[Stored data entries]
################
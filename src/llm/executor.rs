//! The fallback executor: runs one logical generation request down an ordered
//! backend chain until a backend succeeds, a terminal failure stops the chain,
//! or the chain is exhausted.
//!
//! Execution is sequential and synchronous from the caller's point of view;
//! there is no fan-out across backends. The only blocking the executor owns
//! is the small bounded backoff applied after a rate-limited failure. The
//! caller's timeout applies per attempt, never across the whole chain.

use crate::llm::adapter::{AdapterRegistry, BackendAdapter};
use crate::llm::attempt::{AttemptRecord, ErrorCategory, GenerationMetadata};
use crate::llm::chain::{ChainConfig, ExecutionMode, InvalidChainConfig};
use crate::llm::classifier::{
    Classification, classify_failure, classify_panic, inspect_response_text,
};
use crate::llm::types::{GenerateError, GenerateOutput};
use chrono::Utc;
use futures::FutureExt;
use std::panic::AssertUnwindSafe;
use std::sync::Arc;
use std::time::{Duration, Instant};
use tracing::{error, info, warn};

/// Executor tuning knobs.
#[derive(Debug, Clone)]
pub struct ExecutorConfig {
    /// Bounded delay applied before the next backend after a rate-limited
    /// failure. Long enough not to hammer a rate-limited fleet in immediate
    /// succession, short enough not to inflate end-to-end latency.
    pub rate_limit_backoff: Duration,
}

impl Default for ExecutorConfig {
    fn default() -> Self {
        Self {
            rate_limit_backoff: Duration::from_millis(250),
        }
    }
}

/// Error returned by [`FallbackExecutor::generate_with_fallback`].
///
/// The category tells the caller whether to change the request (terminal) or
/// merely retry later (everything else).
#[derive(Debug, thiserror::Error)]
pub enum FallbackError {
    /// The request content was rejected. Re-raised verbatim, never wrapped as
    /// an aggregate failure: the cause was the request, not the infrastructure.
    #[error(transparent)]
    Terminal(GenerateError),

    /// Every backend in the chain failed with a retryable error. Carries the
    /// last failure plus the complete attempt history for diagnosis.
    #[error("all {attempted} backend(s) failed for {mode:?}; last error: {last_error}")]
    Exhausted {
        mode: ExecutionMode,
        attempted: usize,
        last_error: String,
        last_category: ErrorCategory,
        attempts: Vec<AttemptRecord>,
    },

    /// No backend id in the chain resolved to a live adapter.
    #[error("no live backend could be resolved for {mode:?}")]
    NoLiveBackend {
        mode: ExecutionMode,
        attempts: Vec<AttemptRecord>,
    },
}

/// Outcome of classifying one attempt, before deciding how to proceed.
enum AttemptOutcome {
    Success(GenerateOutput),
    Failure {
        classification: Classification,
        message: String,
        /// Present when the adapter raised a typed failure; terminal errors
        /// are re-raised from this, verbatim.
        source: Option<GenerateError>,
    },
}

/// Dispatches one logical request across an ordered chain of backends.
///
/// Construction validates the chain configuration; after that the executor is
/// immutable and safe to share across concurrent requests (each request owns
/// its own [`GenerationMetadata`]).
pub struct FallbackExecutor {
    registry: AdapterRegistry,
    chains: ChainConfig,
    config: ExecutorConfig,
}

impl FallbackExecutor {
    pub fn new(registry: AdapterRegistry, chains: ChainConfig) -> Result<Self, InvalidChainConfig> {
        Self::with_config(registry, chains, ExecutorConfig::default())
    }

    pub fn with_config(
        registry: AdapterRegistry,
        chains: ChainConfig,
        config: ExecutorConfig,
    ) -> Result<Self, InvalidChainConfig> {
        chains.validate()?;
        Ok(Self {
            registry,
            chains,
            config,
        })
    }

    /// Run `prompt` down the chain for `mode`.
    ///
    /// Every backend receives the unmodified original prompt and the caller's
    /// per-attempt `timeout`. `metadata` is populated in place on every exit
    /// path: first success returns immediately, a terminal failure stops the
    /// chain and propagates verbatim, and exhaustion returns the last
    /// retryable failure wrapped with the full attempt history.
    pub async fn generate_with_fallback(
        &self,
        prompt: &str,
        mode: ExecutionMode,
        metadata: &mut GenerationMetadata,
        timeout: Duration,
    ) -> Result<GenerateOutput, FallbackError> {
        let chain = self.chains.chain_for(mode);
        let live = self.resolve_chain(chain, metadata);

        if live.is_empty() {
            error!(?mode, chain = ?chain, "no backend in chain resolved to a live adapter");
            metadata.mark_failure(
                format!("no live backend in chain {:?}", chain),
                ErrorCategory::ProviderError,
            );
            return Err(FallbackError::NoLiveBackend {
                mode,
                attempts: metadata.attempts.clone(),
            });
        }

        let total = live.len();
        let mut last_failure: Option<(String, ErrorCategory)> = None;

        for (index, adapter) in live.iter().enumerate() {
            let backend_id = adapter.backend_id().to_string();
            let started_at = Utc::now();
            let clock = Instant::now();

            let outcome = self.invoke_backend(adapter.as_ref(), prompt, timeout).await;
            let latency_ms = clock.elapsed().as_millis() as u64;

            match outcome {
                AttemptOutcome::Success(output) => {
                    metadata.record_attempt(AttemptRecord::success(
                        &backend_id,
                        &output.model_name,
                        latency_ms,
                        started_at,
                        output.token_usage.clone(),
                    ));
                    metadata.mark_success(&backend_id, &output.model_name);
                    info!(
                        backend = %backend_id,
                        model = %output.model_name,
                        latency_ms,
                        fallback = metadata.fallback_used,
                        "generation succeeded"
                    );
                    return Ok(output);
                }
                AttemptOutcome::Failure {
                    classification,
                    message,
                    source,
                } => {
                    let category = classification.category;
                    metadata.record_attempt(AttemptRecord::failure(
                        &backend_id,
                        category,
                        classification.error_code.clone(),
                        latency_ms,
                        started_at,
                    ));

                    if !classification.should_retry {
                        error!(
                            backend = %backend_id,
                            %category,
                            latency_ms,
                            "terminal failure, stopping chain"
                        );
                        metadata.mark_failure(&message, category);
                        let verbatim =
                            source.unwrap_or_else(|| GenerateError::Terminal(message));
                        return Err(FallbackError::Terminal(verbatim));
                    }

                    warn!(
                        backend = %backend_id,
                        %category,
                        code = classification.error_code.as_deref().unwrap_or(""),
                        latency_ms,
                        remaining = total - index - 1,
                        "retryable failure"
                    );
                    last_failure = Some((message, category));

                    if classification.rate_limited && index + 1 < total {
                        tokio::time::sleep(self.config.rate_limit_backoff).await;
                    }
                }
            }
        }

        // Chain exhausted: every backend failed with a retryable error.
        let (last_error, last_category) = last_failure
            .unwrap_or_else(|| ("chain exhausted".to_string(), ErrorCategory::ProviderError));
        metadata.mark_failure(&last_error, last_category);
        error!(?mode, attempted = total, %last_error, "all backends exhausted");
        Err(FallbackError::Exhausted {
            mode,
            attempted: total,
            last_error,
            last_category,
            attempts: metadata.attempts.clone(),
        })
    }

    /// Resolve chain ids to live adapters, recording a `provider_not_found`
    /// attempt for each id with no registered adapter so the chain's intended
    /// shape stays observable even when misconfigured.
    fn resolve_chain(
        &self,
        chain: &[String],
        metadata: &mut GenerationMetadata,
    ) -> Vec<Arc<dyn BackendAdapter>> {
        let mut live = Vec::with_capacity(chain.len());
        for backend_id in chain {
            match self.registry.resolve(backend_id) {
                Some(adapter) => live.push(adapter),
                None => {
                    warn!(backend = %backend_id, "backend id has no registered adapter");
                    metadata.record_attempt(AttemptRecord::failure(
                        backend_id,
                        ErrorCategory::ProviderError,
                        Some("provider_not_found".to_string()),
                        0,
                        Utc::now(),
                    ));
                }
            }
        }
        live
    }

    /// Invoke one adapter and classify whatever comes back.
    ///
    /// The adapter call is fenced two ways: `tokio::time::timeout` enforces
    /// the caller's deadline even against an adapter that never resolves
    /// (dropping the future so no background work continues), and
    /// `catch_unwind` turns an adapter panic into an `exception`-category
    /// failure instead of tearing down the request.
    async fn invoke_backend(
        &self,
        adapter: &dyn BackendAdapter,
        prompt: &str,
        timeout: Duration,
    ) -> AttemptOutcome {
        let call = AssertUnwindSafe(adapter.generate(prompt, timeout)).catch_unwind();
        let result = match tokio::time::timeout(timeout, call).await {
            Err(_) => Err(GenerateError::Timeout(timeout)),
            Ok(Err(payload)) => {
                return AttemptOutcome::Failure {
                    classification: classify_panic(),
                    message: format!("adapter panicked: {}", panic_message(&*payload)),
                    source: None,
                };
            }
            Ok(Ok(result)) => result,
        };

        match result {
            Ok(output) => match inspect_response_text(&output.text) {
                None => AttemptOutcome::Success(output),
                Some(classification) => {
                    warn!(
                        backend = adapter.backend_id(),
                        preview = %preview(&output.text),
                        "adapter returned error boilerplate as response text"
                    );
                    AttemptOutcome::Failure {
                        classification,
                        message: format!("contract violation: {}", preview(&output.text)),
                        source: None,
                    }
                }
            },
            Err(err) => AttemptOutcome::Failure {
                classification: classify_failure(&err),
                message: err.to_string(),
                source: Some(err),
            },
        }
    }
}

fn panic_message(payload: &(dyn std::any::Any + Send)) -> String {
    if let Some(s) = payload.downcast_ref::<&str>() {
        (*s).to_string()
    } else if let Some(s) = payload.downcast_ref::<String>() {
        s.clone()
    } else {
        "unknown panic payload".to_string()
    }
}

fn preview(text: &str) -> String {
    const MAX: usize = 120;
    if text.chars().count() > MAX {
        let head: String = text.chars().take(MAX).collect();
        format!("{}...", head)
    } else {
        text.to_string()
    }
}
################
» What the exercise asks
With the line containing "the whole chain." as the last one, please set down exactly the lines of the records above from their very first line, and nothing more.

» Expected answer
filename src/llm/executor.rs
//! The fallback executor: runs one logical generation request down an ordered
//! backend chain until a backend succeeds, a terminal failure stops the chain,
//! or the chain is exhausted.
//!
//! Execution is sequential and synchronous from the caller's point of view;
//! there is no fan-out across backends. The only blocking the executor owns
//! is the small bounded backoff applied after a rate-limited failure. The
//! caller's timeout applies per attempt, never across the whole chain.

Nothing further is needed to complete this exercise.